#### [WHAT TO PRODUCE]
Look for "content" in the listing below. Gather each line that contains it.

┄┄┄┄┄┄┄┄┄┄┄┄┄┄┄┄┄┄┄┄

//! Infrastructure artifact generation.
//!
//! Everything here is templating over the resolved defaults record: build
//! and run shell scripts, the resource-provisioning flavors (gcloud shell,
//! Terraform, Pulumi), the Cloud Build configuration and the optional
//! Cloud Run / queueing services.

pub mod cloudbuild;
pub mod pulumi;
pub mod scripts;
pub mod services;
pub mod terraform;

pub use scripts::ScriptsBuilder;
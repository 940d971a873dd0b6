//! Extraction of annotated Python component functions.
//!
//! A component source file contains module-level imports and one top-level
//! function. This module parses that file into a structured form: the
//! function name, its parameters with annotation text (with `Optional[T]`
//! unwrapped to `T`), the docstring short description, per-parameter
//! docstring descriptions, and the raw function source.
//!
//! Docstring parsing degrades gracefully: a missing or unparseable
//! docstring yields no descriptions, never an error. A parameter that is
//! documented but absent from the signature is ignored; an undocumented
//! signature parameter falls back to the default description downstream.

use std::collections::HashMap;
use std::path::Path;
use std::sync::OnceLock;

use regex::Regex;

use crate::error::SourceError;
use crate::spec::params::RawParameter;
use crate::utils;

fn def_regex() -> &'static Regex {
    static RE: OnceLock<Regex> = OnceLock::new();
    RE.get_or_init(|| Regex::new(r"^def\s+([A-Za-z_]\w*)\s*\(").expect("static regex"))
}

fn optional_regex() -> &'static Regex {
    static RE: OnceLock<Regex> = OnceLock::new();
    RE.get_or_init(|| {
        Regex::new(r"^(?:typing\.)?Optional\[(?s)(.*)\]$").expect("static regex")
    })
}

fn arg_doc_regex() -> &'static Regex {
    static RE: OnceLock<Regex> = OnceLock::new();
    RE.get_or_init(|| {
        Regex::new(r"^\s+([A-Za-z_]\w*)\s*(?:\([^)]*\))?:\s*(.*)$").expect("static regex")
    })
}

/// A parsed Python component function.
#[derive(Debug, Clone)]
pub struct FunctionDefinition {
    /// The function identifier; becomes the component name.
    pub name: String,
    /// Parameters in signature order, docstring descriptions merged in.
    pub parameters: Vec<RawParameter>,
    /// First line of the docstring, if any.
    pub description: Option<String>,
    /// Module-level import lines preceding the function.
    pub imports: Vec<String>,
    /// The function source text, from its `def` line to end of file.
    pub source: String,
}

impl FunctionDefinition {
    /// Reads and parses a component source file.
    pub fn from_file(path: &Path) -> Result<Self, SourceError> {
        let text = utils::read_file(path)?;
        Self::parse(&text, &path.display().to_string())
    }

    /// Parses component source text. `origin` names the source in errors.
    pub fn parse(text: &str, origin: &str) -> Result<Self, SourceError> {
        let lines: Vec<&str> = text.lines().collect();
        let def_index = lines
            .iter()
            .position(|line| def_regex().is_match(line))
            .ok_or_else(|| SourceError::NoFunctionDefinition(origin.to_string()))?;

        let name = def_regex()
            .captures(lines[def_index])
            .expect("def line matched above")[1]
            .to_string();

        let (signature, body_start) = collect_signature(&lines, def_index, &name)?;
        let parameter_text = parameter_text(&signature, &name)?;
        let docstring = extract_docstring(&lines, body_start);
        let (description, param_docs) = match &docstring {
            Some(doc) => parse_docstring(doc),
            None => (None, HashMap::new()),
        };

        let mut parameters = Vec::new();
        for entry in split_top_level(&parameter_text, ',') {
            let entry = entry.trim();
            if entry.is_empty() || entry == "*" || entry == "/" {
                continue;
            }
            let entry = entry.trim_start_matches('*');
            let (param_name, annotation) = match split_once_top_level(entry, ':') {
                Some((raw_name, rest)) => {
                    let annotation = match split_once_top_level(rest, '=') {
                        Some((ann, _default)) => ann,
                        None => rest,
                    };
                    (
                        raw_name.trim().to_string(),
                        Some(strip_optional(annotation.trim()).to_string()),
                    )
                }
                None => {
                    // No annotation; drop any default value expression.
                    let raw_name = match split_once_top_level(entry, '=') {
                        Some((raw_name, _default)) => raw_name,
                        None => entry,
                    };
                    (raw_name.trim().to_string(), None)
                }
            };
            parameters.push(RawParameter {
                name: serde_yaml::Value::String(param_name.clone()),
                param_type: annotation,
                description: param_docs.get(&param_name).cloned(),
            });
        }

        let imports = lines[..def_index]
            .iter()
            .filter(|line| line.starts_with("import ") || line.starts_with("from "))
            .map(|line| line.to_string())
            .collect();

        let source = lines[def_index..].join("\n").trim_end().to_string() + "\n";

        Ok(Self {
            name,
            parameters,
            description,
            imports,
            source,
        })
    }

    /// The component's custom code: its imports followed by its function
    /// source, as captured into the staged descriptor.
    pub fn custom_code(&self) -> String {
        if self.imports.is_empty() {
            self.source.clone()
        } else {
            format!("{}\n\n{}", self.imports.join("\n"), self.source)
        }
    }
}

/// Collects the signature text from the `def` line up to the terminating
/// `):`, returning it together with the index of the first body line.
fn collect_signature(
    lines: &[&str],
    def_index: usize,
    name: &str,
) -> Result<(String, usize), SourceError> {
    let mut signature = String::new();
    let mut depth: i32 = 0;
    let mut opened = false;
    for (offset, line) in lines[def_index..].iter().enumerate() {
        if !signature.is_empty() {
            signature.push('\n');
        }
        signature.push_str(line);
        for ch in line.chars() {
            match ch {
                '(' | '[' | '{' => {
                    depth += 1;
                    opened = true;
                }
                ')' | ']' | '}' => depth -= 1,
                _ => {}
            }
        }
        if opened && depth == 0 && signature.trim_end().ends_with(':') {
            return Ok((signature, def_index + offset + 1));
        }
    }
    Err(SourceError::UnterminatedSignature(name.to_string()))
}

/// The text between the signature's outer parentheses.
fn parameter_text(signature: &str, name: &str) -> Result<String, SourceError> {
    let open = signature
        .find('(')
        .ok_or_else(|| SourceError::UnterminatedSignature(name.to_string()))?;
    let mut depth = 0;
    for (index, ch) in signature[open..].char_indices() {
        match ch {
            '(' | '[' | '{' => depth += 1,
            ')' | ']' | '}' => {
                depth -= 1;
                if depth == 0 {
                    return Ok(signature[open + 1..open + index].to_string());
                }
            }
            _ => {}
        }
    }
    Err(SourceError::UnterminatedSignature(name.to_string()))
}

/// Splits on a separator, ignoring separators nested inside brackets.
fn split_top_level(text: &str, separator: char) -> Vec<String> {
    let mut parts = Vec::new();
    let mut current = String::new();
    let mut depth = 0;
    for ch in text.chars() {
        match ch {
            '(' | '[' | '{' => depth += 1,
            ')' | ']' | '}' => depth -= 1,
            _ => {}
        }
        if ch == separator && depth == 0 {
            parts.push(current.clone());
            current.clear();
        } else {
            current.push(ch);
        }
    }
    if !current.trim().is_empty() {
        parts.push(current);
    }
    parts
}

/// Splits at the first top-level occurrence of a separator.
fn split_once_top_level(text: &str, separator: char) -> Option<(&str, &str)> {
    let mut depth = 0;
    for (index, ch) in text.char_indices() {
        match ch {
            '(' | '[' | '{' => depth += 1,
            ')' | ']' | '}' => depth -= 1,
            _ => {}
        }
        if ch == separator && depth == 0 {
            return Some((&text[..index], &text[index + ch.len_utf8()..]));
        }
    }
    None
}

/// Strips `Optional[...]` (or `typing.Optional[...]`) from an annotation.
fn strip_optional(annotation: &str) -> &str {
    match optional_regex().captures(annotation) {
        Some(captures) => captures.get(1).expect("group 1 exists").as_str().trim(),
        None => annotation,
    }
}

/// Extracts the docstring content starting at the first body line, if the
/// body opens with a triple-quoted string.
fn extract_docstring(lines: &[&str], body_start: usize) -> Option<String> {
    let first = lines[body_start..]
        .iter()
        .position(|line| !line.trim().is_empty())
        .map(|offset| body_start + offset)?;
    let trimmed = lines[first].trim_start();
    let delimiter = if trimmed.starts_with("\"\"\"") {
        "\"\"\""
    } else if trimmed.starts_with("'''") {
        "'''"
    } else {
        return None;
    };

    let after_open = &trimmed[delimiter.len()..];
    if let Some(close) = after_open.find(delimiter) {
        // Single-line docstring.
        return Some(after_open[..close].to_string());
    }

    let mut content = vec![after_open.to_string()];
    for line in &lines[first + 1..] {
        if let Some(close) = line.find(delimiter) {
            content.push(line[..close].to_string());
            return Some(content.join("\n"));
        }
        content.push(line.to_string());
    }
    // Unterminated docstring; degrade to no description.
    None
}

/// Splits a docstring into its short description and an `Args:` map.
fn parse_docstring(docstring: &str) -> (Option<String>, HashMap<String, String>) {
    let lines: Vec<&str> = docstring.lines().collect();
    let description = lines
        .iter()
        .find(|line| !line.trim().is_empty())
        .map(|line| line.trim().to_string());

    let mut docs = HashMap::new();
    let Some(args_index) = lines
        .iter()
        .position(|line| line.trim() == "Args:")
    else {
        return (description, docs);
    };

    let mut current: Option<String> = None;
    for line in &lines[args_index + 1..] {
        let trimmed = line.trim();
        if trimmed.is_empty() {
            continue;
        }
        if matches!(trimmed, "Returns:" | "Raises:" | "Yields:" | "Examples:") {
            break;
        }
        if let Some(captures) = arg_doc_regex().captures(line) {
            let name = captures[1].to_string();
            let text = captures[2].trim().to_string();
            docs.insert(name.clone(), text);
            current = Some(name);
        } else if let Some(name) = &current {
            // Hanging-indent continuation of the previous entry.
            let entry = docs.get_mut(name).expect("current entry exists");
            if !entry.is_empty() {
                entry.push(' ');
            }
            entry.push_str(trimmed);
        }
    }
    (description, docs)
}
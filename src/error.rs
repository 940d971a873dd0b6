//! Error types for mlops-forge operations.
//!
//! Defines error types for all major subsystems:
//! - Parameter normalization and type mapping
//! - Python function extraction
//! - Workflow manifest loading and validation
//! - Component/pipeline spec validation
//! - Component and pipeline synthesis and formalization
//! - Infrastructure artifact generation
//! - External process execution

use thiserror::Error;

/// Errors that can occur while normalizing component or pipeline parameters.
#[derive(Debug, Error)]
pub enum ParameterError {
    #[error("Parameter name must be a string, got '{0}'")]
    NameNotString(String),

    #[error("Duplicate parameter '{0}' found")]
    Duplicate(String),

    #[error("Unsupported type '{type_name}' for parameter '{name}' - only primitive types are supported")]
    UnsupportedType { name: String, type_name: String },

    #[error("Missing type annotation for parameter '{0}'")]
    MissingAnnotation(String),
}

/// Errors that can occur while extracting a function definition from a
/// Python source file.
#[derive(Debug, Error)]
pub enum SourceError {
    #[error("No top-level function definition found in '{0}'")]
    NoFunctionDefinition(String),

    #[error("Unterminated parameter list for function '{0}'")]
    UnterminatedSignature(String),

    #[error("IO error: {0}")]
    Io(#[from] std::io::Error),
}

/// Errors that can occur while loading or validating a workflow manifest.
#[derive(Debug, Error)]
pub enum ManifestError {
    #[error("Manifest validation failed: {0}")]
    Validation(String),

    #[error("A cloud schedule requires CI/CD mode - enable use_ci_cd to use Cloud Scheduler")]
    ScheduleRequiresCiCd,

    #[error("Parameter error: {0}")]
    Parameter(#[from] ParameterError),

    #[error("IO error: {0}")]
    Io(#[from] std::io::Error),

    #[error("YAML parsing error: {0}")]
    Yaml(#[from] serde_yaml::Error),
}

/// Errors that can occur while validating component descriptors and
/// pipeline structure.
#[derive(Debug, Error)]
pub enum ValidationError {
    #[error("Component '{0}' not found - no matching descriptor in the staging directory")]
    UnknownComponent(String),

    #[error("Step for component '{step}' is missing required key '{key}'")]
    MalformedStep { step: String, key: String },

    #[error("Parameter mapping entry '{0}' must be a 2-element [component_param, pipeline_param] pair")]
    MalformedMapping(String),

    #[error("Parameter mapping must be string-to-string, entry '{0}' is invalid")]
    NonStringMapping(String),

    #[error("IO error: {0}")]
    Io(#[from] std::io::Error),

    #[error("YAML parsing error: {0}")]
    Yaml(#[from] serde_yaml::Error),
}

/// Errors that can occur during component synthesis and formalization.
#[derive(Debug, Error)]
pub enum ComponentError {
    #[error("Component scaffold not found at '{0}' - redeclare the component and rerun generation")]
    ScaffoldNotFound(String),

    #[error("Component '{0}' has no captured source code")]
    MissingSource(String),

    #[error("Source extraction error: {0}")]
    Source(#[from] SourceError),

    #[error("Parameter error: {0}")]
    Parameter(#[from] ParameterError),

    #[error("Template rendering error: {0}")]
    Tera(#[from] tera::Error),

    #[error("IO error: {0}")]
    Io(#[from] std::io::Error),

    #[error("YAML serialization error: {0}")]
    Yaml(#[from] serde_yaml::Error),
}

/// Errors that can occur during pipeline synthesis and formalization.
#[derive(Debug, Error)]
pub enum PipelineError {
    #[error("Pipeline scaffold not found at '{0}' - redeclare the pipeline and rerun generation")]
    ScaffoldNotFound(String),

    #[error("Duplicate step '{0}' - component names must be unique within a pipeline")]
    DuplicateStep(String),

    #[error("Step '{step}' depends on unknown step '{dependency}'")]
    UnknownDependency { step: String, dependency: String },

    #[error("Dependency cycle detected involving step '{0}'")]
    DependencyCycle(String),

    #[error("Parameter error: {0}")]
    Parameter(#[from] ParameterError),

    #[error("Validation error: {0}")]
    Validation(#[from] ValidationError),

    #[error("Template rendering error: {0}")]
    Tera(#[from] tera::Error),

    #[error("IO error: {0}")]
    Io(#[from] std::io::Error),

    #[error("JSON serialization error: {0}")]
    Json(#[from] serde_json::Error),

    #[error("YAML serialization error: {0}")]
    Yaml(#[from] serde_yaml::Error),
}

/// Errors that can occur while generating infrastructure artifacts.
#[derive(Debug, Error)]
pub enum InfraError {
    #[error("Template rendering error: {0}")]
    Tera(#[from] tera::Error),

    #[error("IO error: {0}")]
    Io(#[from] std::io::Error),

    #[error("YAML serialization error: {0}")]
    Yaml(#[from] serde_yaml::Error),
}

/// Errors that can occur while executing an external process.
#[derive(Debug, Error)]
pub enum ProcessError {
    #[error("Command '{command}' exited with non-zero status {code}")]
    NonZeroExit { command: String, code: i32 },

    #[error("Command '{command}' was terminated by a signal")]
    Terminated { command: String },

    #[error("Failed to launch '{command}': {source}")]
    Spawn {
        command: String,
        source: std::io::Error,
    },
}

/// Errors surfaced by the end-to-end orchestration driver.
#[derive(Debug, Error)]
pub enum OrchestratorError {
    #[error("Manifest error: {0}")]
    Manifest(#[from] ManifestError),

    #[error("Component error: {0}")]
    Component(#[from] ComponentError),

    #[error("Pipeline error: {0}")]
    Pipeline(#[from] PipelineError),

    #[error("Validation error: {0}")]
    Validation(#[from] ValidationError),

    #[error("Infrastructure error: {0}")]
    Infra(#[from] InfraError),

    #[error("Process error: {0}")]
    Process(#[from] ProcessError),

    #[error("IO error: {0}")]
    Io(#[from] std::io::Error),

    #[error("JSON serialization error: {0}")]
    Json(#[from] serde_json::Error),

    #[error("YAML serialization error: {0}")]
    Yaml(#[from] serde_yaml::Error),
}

┄┄┄┄┄┄┄┄┄┄┄┄┄┄┄┄┄┄┄┄

#### [SOLUTION TO THIS PROBLEM]
/// Extracts the docstring content starting at the first body line, if the
    let mut content = vec![after_open.to_string()];
            content.push(line[..close].to_string());
            return Some(content.join("\n"));
        content.push(line.to_string());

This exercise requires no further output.